Below are some records. Return exactly the lines from the one containing "use std::fmt;" through the one containing "impl fmt::Display for", both included, and only those.

⁂

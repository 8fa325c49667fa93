//! Error types for Blockers.

use std::fmt;

/// Why a piece index was refused.
#[derive(Debug, Clone, Copy, PartialEq, Eq)]
pub enum PieceRejection {
    /// Not an index into the catalog.
    OutOfRange,
    /// The quadrant already placed this piece.
    AlreadyUsed,
}

impl fmt::Display for PieceRejection {
    fn fmt(&self, f: &mut fmt::Formatter<'_>) -> fmt::Result {
        match self {
            Self::OutOfRange => write!(f, "must be less than {}", crate::PIECES_COUNT),
            Self::AlreadyUsed => write!(f, "that piece has already been used"),
        }
    }
}

/// An illegal move.
#[derive(Debug, Clone, Copy, PartialEq, Eq, thiserror::Error)]
pub enum PlacementError {
    #[error("invalid piece {piece}: {reason}")]
    InvalidPiece { piece: u8, reason: PieceRejection },

    #[error("piece/position/rotation combination at {position} is not contained on the board")]
    OutOfBounds { position: u16 },

    #[error("cell {0} already occupied")]
    CellOccupied(usize),

    /// A cell of the piece shares an edge with a piece of the same colour.
    #[error("face to face constraint not met, cell {0}")]
    FaceToFace(usize),

    #[error("first corner constraint not met")]
    FirstCornerRequired,

    #[error("corner touch constraint not met")]
    CornerTouchRequired,
}

/// A board or flag string that doesn't decode.
#[derive(Debug, Clone, PartialEq, Eq, thiserror::Error)]
pub enum DecodeError {
    #[error("invalid digit {found:?}, only {allowed} are accepted")]
    InvalidDigit { found: char, allowed: &'static str },

    #[error("expected {expected} entries, found {found}")]
    Length { expected: usize, found: usize },
}

#[cfg(test)]
mod tests {
    use super::*;

    #[test]
    fn test_invalid_piece_messages() {
        let out = PlacementError::InvalidPiece {
            piece: 30,
            reason: PieceRejection::OutOfRange,
        };
        assert_eq!(out.to_string(), "invalid piece 30: must be less than 21");

        let used = PlacementError::InvalidPiece {
            piece: 3,
            reason: PieceRejection::AlreadyUsed,
        };
        assert_eq!(used.to_string(), "invalid piece 3: that piece has already been used");
    }
}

⁂

Result for this task:
use std::fmt;

/// Why a piece index was refused.
#[derive(Debug, Clone, Copy, PartialEq, Eq)]
pub enum PieceRejection {
    /// Not an index into the catalog.
    OutOfRange,
    /// The quadrant already placed this piece.
    AlreadyUsed,
}

impl fmt::Display for PieceRejection {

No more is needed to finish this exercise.